WORK INSTRUCTIONS - Could you please return each line of the data that has the word "Duration"?

(Stored entries)
use async_trait::async_trait;
use mockall::mock;
use serde_json::json;
use shvitz_contact::{
    constants::{RATE_LIMIT_MAX, RATE_LIMIT_WINDOW},
    entities::email::{DispatchOutcome, OutgoingEmail},
    errors::{AppError, ValidationFailure},
    limiter::{clock::ManualClock, rate_limiter::FixedWindowLimiter},
    repositories::{
        mailer::Mailer,
        rate_limit::{RateDecision, RateLimiter},
    },
    use_cases::contact::{ContactAccepted, ContactHandler, DeliverySettings},
};
use std::{sync::Arc, time::Duration};

mock! {
    pub Mailer {}

    #[async_trait]
    impl Mailer for Mailer {
        async fn send(&self, email: &OutgoingEmail) -> DispatchOutcome;
    }
}

mock! {
    pub Limiter {}

    impl RateLimiter for Limiter {
        fn check(&self, key: &str) -> RateDecision;
    }
}

fn delivery() -> DeliverySettings {
    DeliverySettings {
        recipient: Some("desk@shvitz.example".into()),
        sender: "Shvitz <onboarding@resend.dev>".into(),
        expose_message_id: true,
    }
}

fn limiter() -> (FixedWindowLimiter, Arc<ManualClock>) {
    let clock = Arc::new(ManualClock::new());
    let limiter = FixedWindowLimiter::with_clock(RATE_LIMIT_MAX, RATE_LIMIT_WINDOW, clock.clone());
    (limiter, clock)
}

fn handler(mailer: MockMailer) -> ContactHandler<MockMailer, FixedWindowLimiter> {
    ContactHandler::new(Some(mailer), limiter().0, delivery())
}

fn never_called() -> MockMailer {
    let mut mailer = MockMailer::new();
    mailer.expect_send().never();
    mailer
}

fn sends_ok() -> MockMailer {
    let mut mailer = MockMailer::new();
    mailer
        .expect_send()
        .returning(|_| DispatchOutcome::Sent { id: Some("email_1".into()) });
    mailer
}

fn body(value: serde_json::Value) -> Vec<u8> {
    serde_json::to_vec(&value).unwrap()
}

#[tokio::test]
async fn valid_payload_is_dispatched_once_with_reply_to() {
    let mut mailer = MockMailer::new();
    mailer
        .expect_send()
        .withf(|email| {
            email.reply_to == "jane@example.com"
                && email.to == vec!["desk@shvitz.example".to_string()]
                && email.from == "Shvitz <onboarding@resend.dev>"
        })
        .times(1)
        .returning(|_| DispatchOutcome::Sent { id: Some("email_1".into()) });

    let result = handler(mailer)
        .submit(
            "198.51.100.1",
            &body(json!({
                "name": "Jane Doe",
                "email": "jane@example.com",
                "treatment": "Day pass",
                "notes": "",
                "company_field": ""
            })),
        )
        .await;

    assert_eq!(
        result.unwrap(),
        ContactAccepted { ok: true, id: Some("email_1".into()) }
    );
}

#[tokio::test]
async fn bad_identity_never_reaches_the_mailer() {
    let handler = handler(never_called());

    for (name, email) in [
        ("", "jane@example.com"),
        ("  ", "jane@example.com"),
        ("Jane", ""),
        ("Jane", "not-an-email"),
        ("Jane", "jane@ example.com"),
        ("Jane", "jane@localhost"),
    ] {
        let result = handler
            .submit(name, &body(json!({ "name": name, "email": email })))
            .await;
        assert!(
            matches!(result, Err(AppError::Validation(ValidationFailure::MissingIdentity))),
            "name={name:?} email={email:?}"
        );
    }

    let result = handler.submit("k", b"not json at all").await;
    assert!(matches!(result, Err(AppError::Validation(ValidationFailure::MissingIdentity))));
}

#[tokio::test]
async fn each_oversized_field_asks_to_shorten() {
    let cases = [
        ("name", "n".repeat(101)),
        ("email", format!("{}@example.com", "e".repeat(243))),
        ("treatment", "t".repeat(61)),
        ("notes", "n".repeat(2001)),
    ];

    for (field, value) in cases {
        let mut payload = json!({ "name": "Jane", "email": "jane@example.com" });
        payload[field] = json!(value);

        let result = handler(never_called()).submit("k", &body(payload)).await;
        assert!(
            matches!(result, Err(AppError::Validation(ValidationFailure::TooLong))),
            "field {field}"
        );
    }

    let payload = json!({ "name": "Jane", "email": "jane@example.com", "company_field": "c".repeat(121) });
    let result = handler(never_called()).submit("k", &body(payload)).await;
    assert!(matches!(result, Err(AppError::Validation(ValidationFailure::TooLong))));
}

#[tokio::test]
async fn honeypot_never_reaches_the_mailer() {
    let accepted = [
        json!({ "name": "Jane", "email": "jane@example.com", "company_field": "AcmeCorp" }),
        json!({ "name": "Jane", "email": "jane@example.com", "company": "AcmeCorp" }),
    ];
    for payload in accepted {
        let result = handler(never_called()).submit("k", &body(payload.clone())).await;
        assert_eq!(result.unwrap(), ContactAccepted { ok: true, id: None }, "{payload}");
    }

    // Field validation still runs first, so these get the same 400 as a person would.
    let rejected = [
        (
            json!({ "name": "", "email": "jane@example.com", "company_field": "AcmeCorp" }),
            ValidationFailure::MissingIdentity,
        ),
        (
            json!({ "name": "Jane", "email": "nope", "company_field": "AcmeCorp" }),
            ValidationFailure::MissingIdentity,
        ),
        (
            json!({ "name": "Jane", "email": "jane@example.com", "notes": "n".repeat(3000), "company_field": "AcmeCorp" }),
            ValidationFailure::TooLong,
        ),
    ];
    for (payload, expected) in rejected {
        let result = handler(never_called()).submit("k", &body(payload.clone())).await;
        match result {
            Err(AppError::Validation(failure)) => assert_eq!(failure, expected, "{payload}"),
            other => panic!("expected validation error for {payload}, got {other:?}"),
        }
    }
}

#[tokio::test]
async fn admission_counts_before_delivery() {
    let (limiter, _clock) = limiter();
    let handler = ContactHandler::new(Some(never_called()), limiter, delivery());

    for _ in 0..RATE_LIMIT_MAX {
        assert!(handler.admit("203.0.113.30").is_ok());
    }
    assert!(matches!(
        handler.admit("203.0.113.30"),
        Err(AppError::RateLimited { .. })
    ));

    let result = handler
        .deliver("203.0.113.30", &body(json!({ "name": "", "email": "jane@example.com" })))
        .await;
    assert!(matches!(result, Err(AppError::Validation(ValidationFailure::MissingIdentity))));
}

#[tokio::test]
async fn configuration_is_checked_before_anything_else() {
    let mut untouched = MockLimiter::new();
    untouched.expect_check().never();

    let no_recipient = ContactHandler::new(
        Some(never_called()),
        untouched,
        DeliverySettings { recipient: Some("  ".into()), ..delivery() },
    );
    let result = no_recipient.submit("k", b"{}").await;
    assert!(matches!(result, Err(AppError::NotConfigured)));
    assert!(!no_recipient.is_configured());

    let no_mailer: ContactHandler<MockMailer, FixedWindowLimiter> =
        ContactHandler::new(None, limiter().0, delivery());
    assert!(matches!(no_mailer.submit("k", b"{}").await, Err(AppError::NotConfigured)));
}

#[tokio::test]
async fn rate_limit_is_checked_before_the_payload() {
    let mut denying = MockLimiter::new();
    denying
        .expect_check()
        .withf(|key| key == "203.0.113.5")
        .times(1)
        .returning(|_| RateDecision::Denied { retry_after: Duration::from_millis(300) });

    let handler = ContactHandler::new(Some(never_called()), denying, delivery());
    let result = handler.submit("203.0.113.5", b"garbage").await;

    assert!(matches!(result, Err(AppError::RateLimited { retry_after_secs: 1 })));
}

#[tokio::test]
async fn window_expiry_restores_a_fresh_count() {
    let (limiter, clock) = limiter();
    let handler = ContactHandler::new(Some(sends_ok()), limiter, delivery());
    let payload = body(json!({ "name": "Jane", "email": "jane@example.com" }));

    for _ in 0..5 {
        assert!(handler.submit("203.0.113.9", &payload).await.is_ok());
    }
    assert!(matches!(
        handler.submit("203.0.113.9", &payload).await,
        Err(AppError::RateLimited { .. })
    ));

    clock.advance(RATE_LIMIT_WINDOW);
    for _ in 0..5 {
        assert!(handler.submit("203.0.113.9", &payload).await.is_ok());
    }
    assert!(matches!(
        handler.submit("203.0.113.9", &payload).await,
        Err(AppError::RateLimited { .. })
    ));
}

#[tokio::test]
async fn rejection_reason_is_embedded_or_defaults() {
    let mut mailer = MockMailer::new();
    mailer
        .expect_send()
        .times(1)
        .returning(|_| DispatchOutcome::Rejected { reason: Some("Resend rejected the request.".into()) });
    let result = handler(mailer)
        .submit("k", &body(json!({ "name": "Jane", "email": "jane@example.com" })))
        .await;
    match result {
        Err(e @ AppError::Dispatch(_)) => {
            assert_eq!(e.to_string(), "Unable to send your request: Resend rejected the request.")
        }
        other => panic!("expected dispatch error, got {other:?}"),
    }

    let mut mailer = MockMailer::new();
    mailer
        .expect_send()
        .times(1)
        .returning(|_| DispatchOutcome::Rejected { reason: None });
    let result = handler(mailer)
        .submit("k", &body(json!({ "name": "Jane", "email": "jane@example.com" })))
        .await;
    assert_eq!(result.unwrap_err().to_string(), "Unable to send your request: Unknown error");
}

#[tokio::test]
async fn message_id_is_withheld_when_not_exposed() {
    let handler = ContactHandler::new(
        Some(sends_ok()),
        limiter().0,
        DeliverySettings { expose_message_id: false, ..delivery() },
    );

    let result = handler
        .submit("k", &body(json!({ "name": "Jane", "email": "jane@example.com" })))
        .await;

    assert_eq!(result.unwrap(), ContactAccepted { ok: true, id: None });
}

RESULT OF THIS TASK -
use std::{sync::Arc, time::Duration};
        .returning(|_| RateDecision::Denied { retry_after: Duration::from_millis(300) });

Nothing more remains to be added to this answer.